:: Try it ::
Nothing but an exact repetition of the entries should appear in the answer.

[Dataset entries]
----

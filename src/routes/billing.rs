use axum::{
    extract::{Query, State},
    http::StatusCode,
    response::{IntoResponse, Response},
    Json,
};
use serde::Deserialize;
use serde_json::json;
use tracing::error;

use crate::models::{plan::ResourceKind, plan::SubscriptionTier};
use crate::responses::JsonResponse;
use crate::routes::auth::session::AuthSession;
use crate::services::billing::BillingError;
use crate::state::AppState;

#[derive(Debug, Deserialize)]
#[serde(rename_all = "camelCase")]
pub struct CheckoutRequest {
    pub price_id: String,
    pub success_url: String,
    pub cancel_url: String,
}

#[derive(Debug, Deserialize)]
#[serde(rename_all = "camelCase")]
pub struct PortalRequest {
    pub return_url: String,
}

#[derive(Debug, Deserialize)]
pub struct LimitsQuery {
    pub resource: Option<String>,
}

pub async fn create_checkout(
    State(app_state): State<AppState>,
    AuthSession { user_id, .. }: AuthSession,
    Json(payload): Json<CheckoutRequest>,
) -> Response {
    match app_state
        .session_initiator()
        .create_checkout(
            user_id,
            &payload.price_id,
            &payload.success_url,
            &payload.cancel_url,
        )
        .await
    {
        Ok(session) => {
            Json(json!({ "sessionId": session.id, "url": session.url })).into_response()
        }
        Err(err) => {
            error!(%user_id, %err, "failed to create checkout session");
            err.into_response()
        }
    }
}

pub async fn create_portal(
    State(app_state): State<AppState>,
    AuthSession { user_id, .. }: AuthSession,
    Json(payload): Json<PortalRequest>,
) -> Response {
    match app_state
        .session_initiator()
        .create_portal(user_id, &payload.return_url)
        .await
    {
        Ok(session) => Json(json!({ "url": session.url })).into_response(),
        Err(err) => {
            if !matches!(err, BillingError::NoSubscription) {
                error!(%user_id, %err, "failed to create portal session");
            }
            err.into_response()
        }
    }
}

pub async fn get_limits(
    State(app_state): State<AppState>,
    AuthSession { user_id, .. }: AuthSession,
    Query(query): Query<LimitsQuery>,
) -> Response {
    let gate = app_state.usage_gate();

    let Some(raw) = query.resource else {
        return match gate.check_all(user_id).await {
            Ok(summary) => Json(summary).into_response(),
            Err(err) => BillingError::from(err).into_response(),
        };
    };

    let Some(resource) = ResourceKind::parse(&raw) else {
        return JsonResponse::error_with_code(
            StatusCode::BAD_REQUEST,
            &format!("Unknown resource: {raw}"),
            "invalid_resource",
        )
        .into_response();
    };

    match gate.check_limit(user_id, resource).await {
        Ok(check) => Json(check).into_response(),
        Err(err) => {
            error!(%user_id, resource = resource.as_str(), ?err, "limit check failed");
            BillingError::from(err).into_response()
        }
    }
}

pub async fn get_subscription(
    State(app_state): State<AppState>,
    AuthSession { user_id, .. }: AuthSession,
) -> Response {
    let user = match app_state.users.find_billing_user(user_id).await {
        Ok(user) => user,
        Err(err) => return BillingError::from(err).into_response(),
    };
    let subscription = match app_state.subscriptions.find_latest_for_user(user_id).await {
        Ok(sub) => sub,
        Err(err) => return BillingError::from(err).into_response(),
    };

    let tier = user
        .as_ref()
        .map(|u| u.tier())
        .unwrap_or(SubscriptionTier::Free);
    let status = user.and_then(|u| u.subscription_status);

    Json(json!({
        "tier": tier.as_str(),
        "status": status,
        "subscription": subscription,
    }))
    .into_response()
}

----

:: Your solution ::
filename src/routes/billing.rs
use axum::{
    extract::{Query, State},
    http::StatusCode,
    response::{IntoResponse, Response},
    Json,
};
use serde::Deserialize;
use serde_json::json;
use tracing::error;

use crate::models::{plan::ResourceKind, plan::SubscriptionTier};
use crate::responses::JsonResponse;
use crate::routes::auth::session::AuthSession;
use crate::services::billing::BillingError;
use crate::state::AppState;

#[derive(Debug, Deserialize)]
#[serde(rename_all = "camelCase")]
pub struct CheckoutRequest {
    pub price_id: String,
    pub success_url: String,
    pub cancel_url: String,
}

#[derive(Debug, Deserialize)]
#[serde(rename_all = "camelCase")]
pub struct PortalRequest {
    pub return_url: String,
}

#[derive(Debug, Deserialize)]
pub struct LimitsQuery {
    pub resource: Option<String>,
}

pub async fn create_checkout(
    State(app_state): State<AppState>,
    AuthSession { user_id, .. }: AuthSession,
    Json(payload): Json<CheckoutRequest>,
) -> Response {
    match app_state
        .session_initiator()
        .create_checkout(
            user_id,
            &payload.price_id,
            &payload.success_url,
            &payload.cancel_url,
        )
        .await
    {
        Ok(session) => {
            Json(json!({ "sessionId": session.id, "url": session.url })).into_response()
        }
        Err(err) => {
            error!(%user_id, %err, "failed to create checkout session");
            err.into_response()
        }
    }
}

pub async fn create_portal(
    State(app_state): State<AppState>,
    AuthSession { user_id, .. }: AuthSession,
    Json(payload): Json<PortalRequest>,
) -> Response {
    match app_state
        .session_initiator()
        .create_portal(user_id, &payload.return_url)
        .await
    {
        Ok(session) => Json(json!({ "url": session.url })).into_response(),
        Err(err) => {
            if !matches!(err, BillingError::NoSubscription) {
                error!(%user_id, %err, "failed to create portal session");
            }
            err.into_response()
        }
    }
}

pub async fn get_limits(
    State(app_state): State<AppState>,
    AuthSession { user_id, .. }: AuthSession,
    Query(query): Query<LimitsQuery>,
) -> Response {
    let gate = app_state.usage_gate();

    let Some(raw) = query.resource else {
        return match gate.check_all(user_id).await {
            Ok(summary) => Json(summary).into_response(),
            Err(err) => BillingError::from(err).into_response(),
        };
    };

    let Some(resource) = ResourceKind::parse(&raw) else {
        return JsonResponse::error_with_code(
            StatusCode::BAD_REQUEST,
            &format!("Unknown resource: {raw}"),
            "invalid_resource",
        )
        .into_response();
    };

    match gate.check_limit(user_id, resource).await {
        Ok(check) => Json(check).into_response(),
        Err(err) => {
            error!(%user_id, resource = resource.as_str(), ?err, "limit check failed");
            BillingError::from(err).into_response()
        }
    }
}

pub async fn get_subscription(
    State(app_state): State<AppState>,
    AuthSession { user_id, .. }: AuthSession,
) -> Response {
    let user = match app_state.users.find_billing_user(user_id).await {
        Ok(user) => user,
        Err(err) => return BillingError::from(err).into_response(),
    };
    let subscription = match app_state.subscriptions.find_latest_for_user(user_id).await {
        Ok(sub) => sub,
        Err(err) => return BillingError::from(err).into_response(),
    };

    let tier = user
        .as_ref()
        .map(|u| u.tier())
        .unwrap_or(SubscriptionTier::Free);
    let status = user.and_then(|u| u.subscription_status);

    Json(json!({
        "tier": tier.as_str(),
        "status": status,
        "subscription": subscription,
    }))
    .into_response()
}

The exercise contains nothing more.